He sat again, Quentin sitting again too, and took up the cigar from the veranda rail, the coal glowing again, the wistaria colored smoke drifting again unwinded across Quentin's face as Mr Compson raised his feet once more to the railing, the letter in his hand and the hand looking almost as dark as a Negro's against his linen leg.
'Because Henry loved Bon. He repudiated blood birthright and material security for his sake, for the sake of this man who was at least an intending bigamist even if not an out and out blackguard, and on whose dead body four years later Judith was to find the photograph of the other woman and the child. So much so that he (Henry) could give his father the lie about a statement which he must have realized that his father could not and would not have made without foundation and proof. Yet he did it, Henry himself striking the blow with his own hand, even though he must have known that what his father told him about the woman and the child was true. He must have said to himself, must have said when he closed the library door for the last time behind himself that Christmas eve and must have repeated while he and Bon rode side by side through the iron dark of that Christmas morning, away from the house where he had been born and which he would see but one time more and that with the fresh blood of the man who now rode beside him, on his hands: I will believe; I will. I will. Even if it is so, even if what my father told me is true and which, in spite of myself, I cannot keep from knowing is true, I will still believe. Because what else could he have hoped to find in New Orleans, if not the truth?

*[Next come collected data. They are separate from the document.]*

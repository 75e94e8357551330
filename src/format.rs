use web_sys::HtmlInputElement;

pub const DEFAULT_SEPARATOR: char = ',';

/// Digits of `raw` in order, every other character dropped.
pub fn digits(raw: &str) -> String {
    raw.chars().filter(|c| c.is_ascii_digit()).collect()
}

/// Longest amount the numeric fields accept, in significant digits. Extra
/// digits are dropped from the end, the way a `maxlength` input behaves.
pub const MAX_AMOUNT_DIGITS: usize = 15;

// Both the displayed text and the parsed amount are built from this, so the
// field never shows a number the calculator does not use.
fn significant_digits(raw: &str) -> String {
    digits(raw)
        .trim_start_matches('0')
        .chars()
        .take(MAX_AMOUNT_DIGITS)
        .collect()
}

/// Numeric value of the digits in `raw`, 0 when there are none.
pub fn to_amount(raw: &str) -> u64 {
    significant_digits(raw)
        .bytes()
        .fold(0u64, |acc, b| acc * 10 + u64::from(b - b'0'))
}

pub fn group_digits(n: u64, separator: char) -> String {
    group_digit_str(&n.to_string(), separator)
}

fn group_digit_str(digits: &str, separator: char) -> String {
    let len = digits.len();
    let mut out = String::with_capacity(len + len / 3);
    for (i, c) in digits.chars().enumerate() {
        if i > 0 && (len - i) % 3 == 0 {
            out.push(separator);
        }
        out.push(c);
    }
    out
}

#[derive(Debug, Clone, PartialEq, Eq)]
pub struct Formatted {
    pub text: String,
    pub caret: usize,
}

/// Reformats numeric input while keeping the caret next to the digit the
/// user was editing.
///
/// The caret is anchored on the number of digits in front of it rather than
/// on a character offset, so separators appearing or disappearing elsewhere
/// in the value do not drag it around.
#[derive(Debug, Clone, Copy, PartialEq, Eq)]
pub struct NumericCaretFormatter {
    separator: char,
}

impl Default for NumericCaretFormatter {
    fn default() -> Self {
        Self::new(DEFAULT_SEPARATOR)
    }
}

impl NumericCaretFormatter {
    pub fn new(separator: char) -> Self {
        Self { separator }
    }

    /// Grouped rendering of the amount in `raw`, empty when it is zero.
    pub fn format(&self, raw: &str) -> String {
        let significant = significant_digits(raw);
        if significant.is_empty() {
            return String::new();
        }
        group_digit_str(&significant, self.separator)
    }

    /// `caret` counts characters, not bytes. Offsets past the end are
    /// treated as the end of `raw`.
    pub fn format_with_caret(&self, raw: &str, caret: usize) -> Formatted {
        let digits_before_caret = raw
            .chars()
            .take(caret)
            .filter(|c| c.is_ascii_digit())
            .count();
        let text = self.format(raw);
        let caret = caret_after_digits(&text, digits_before_caret);
        Formatted { text, caret }
    }
}

fn caret_after_digits(text: &str, wanted: usize) -> usize {
    if wanted == 0 {
        return 0;
    }
    let mut seen = 0;
    for (i, c) in text.chars().enumerate() {
        if c.is_ascii_digit() {
            seen += 1;
        }
        if seen >= wanted {
            return i + 1;
        }
    }
    text.chars().count()
}

// selectionStart is a UTF-16 offset.
fn utf16_to_char_offset(text: &str, offset: usize) -> usize {
    let mut units = 0;
    for (i, c) in text.chars().enumerate() {
        if units >= offset {
            return i;
        }
        units += c.len_utf16();
    }
    text.chars().count()
}

fn char_to_utf16_offset(text: &str, offset: usize) -> usize {
    text.chars().take(offset).map(char::len_utf16).sum()
}

/// Rewrites the value of `input` in place and restores the caret.
/// Failing to move the selection never aborts the formatting.
pub fn format_input_keep_caret(input: &HtmlInputElement, formatter: &NumericCaretFormatter) {
    let raw = input.value();
    let caret = match input.selection_start() {
        Ok(Some(pos)) => utf16_to_char_offset(&raw, pos as usize),
        _ => raw.chars().count(),
    };

    let formatted = formatter.format_with_caret(&raw, caret);
    input.set_value(&formatted.text);

    let pos = char_to_utf16_offset(&formatted.text, formatted.caret) as u32;
    if let Err(e) = input.set_selection_range(pos, pos) {
        log::debug!("could not restore caret: {:?}", e);
    }
}

#[cfg(test)]
mod tests {
    use super::*;

    fn fmt(raw: &str, caret: usize) -> Formatted {
        NumericCaretFormatter::default().format_with_caret(raw, caret)
    }

    fn format_amount(raw: &str) -> String {
        NumericCaretFormatter::default().format(raw)
    }

    #[test]
    fn groups_thousands() {
        assert_eq!(NumericCaretFormatter::new('.').format("1234567"), "1.234.567");
        assert_eq!(group_digits(0, ','), "0");
        assert_eq!(group_digits(999, ','), "999");
        assert_eq!(group_digits(1000, ','), "1,000");
        assert_eq!(group_digits(1234567, ','), "1,234,567");
        assert_eq!(group_digits(100000, '.'), "100.000");
    }

    #[test]
    fn amount_ignores_noise() {
        assert_eq!(to_amount(""), 0);
        assert_eq!(to_amount("abc"), 0);
        assert_eq!(to_amount("₩ 1,200,000원"), 1_200_000);
        assert_eq!(to_amount("000123"), 123);
        assert_eq!(to_amount("99999999999999999999999"), 999_999_999_999_999);
    }

    #[test]
    fn zero_formats_as_empty() {
        assert_eq!(format_amount(""), "");
        assert_eq!(format_amount("0"), "");
        assert_eq!(format_amount("0,000"), "");
        assert_eq!(format_amount("x"), "");
    }

    #[test]
    fn leading_zeros_collapse() {
        assert_eq!(format_amount("000123"), "123");
        assert_eq!(format_amount("0001234"), "1,234");
    }

    #[test]
    fn caret_stays_after_third_digit() {
        let out = fmt("1234567", 3);
        assert_eq!(out.text, "1,234,567");
        assert_eq!(out.caret, 3);
    }

    #[test]
    fn caret_follows_inserted_separator() {
        // typing the fourth digit at the end of "123"
        let out = fmt("1234", 4);
        assert_eq!(out.text, "1,234");
        assert_eq!(out.caret, 5);

        // typing "9" between 1 and 2 of "1,234"
        let out = fmt("19,234", 2);
        assert_eq!(out.text, "19,234");
        assert_eq!(out.caret, 2);

        // deleting a digit drops a separator
        let out = fmt("1,34", 3);
        assert_eq!(out.text, "134");
        assert_eq!(out.caret, 2);
    }

    #[test]
    fn caret_at_start_stays_at_start() {
        let out = fmt("a1234", 1);
        assert_eq!(out.text, "1,234");
        assert_eq!(out.caret, 0);
    }

    #[test]
    fn caret_past_end_is_clamped() {
        let out = fmt("1234", 100);
        assert_eq!(out.caret, out.text.chars().count());
    }

    #[test]
    fn caret_falls_back_to_end_when_digits_collapse() {
        let out = fmt("000123", 4);
        assert_eq!(out.text, "123");
        assert_eq!(out.caret, 3);
    }

    #[test]
    fn formatting_is_a_fixed_point() {
        for raw in ["1234567", "12a34", "1,2,3,4", "987654321012", "5", "00042000"] {
            for caret in 0..=raw.chars().count() {
                let once = fmt(raw, caret);
                let twice = fmt(&once.text, once.caret);
                assert_eq!(once.text, twice.text, "raw={raw} caret={caret}");
                assert_eq!(once.caret, twice.caret, "raw={raw} caret={caret}");
            }
        }
    }

    #[test]
    fn digits_survive_formatting() {
        for raw in ["1234567", "1-2-3-4", "12,,34,5", "9 876 543 210 123"] {
            assert_eq!(digits(&format_amount(raw)), digits(raw));
        }
    }

    #[test]
    fn shown_text_matches_parsed_amount() {
        for raw in [
            "1",
            "0001234",
            "₩ 12,000원",
            "300000000000000",
            "1234567890123456789",
            "30000000000000000000000",
            "99999999999999999999999999999999",
        ] {
            assert_eq!(digits(&format_amount(raw)), to_amount(raw).to_string(), "raw={raw}");
        }
    }

    #[test]
    fn long_input_is_cut_to_max_digits() {
        let out = fmt("30000000000000000000000", 23);
        assert_eq!(out.text, "300,000,000,000,000");
        assert_eq!(out.caret, out.text.chars().count());
        assert_eq!(to_amount(&out.text), 300_000_000_000_000);
    }

    #[test]
    fn leading_zeros_still_count_toward_caret() {
        // "0001|234": four digits sit before the caret, but only "1,234" survives
        let out = fmt("0001234", 4);
        assert_eq!(out.text, "1,234");
        assert_eq!(out.caret, 5);
    }

    #[test]
    fn caret_moves_monotonically_with_digit_count() {
        let raw = "12x345,6789";
        let mut last = 0;
        for caret in 0..=raw.chars().count() {
            let out = fmt(raw, caret);
            assert!(out.caret >= last, "caret {caret} went backwards");
            last = out.caret;
        }
    }

    #[test]
    fn same_digits_format_identically() {
        assert_eq!(format_amount("1,234"), format_amount("12-34"));
    }

    #[test]
    fn utf16_offsets_map_to_chars() {
        assert_eq!(utf16_to_char_offset("₩1,000", 1), 1);
        assert_eq!(utf16_to_char_offset("😀12", 2), 1);
        assert_eq!(utf16_to_char_offset("12", 9), 2);
        assert_eq!(char_to_utf16_offset("1,000", 3), 3);
    }
}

But who knows why a man, though suffering, clings, above all the other well members, to the arm or leg which he knows must come off? Because he loved Bon. I can imagine him and Sutpen in the library that Christmas eve, the father and the brother, percussion and repercussion like a thunderclap and its echo, and as close together; the statement and the giving of the lie, the decision instantaneous and irrevocable between father and friend, between (so Henry must have believed) that where honor and love lay and this where blood and profit ran, even though at the instant of giving the lie he knew that it was the truth. That was why the four years, the probation.
He must have known that it would be vain, even then, on that Christmas eve, not to speak of what he learned, saw with his own eyes in New Orleans. He may even have known Bon that well by then, who had not changed until then and so would in all probability not change later; and he (Henry) who could not say to his friend, I did that for love of you; do this for love of me. He couldn't say that, you see this man, this youth scarcely twenty, who had turned his back upon all that he knew, to cast his lot with the single friend whom, even as they rode away that night, he must have known, as he knew that what his father had told him was true, that he was doomed and destined to kill.
He must have known that just as he knew that his hope was vain, what hope and what for he could not have said; what hope and dream of change in Bon or in the situation, what dream that he could someday wake from and find it had been a dream, as in the injured man's fever dream the dear suffering arm or leg is strong and sound and only the well ones sick.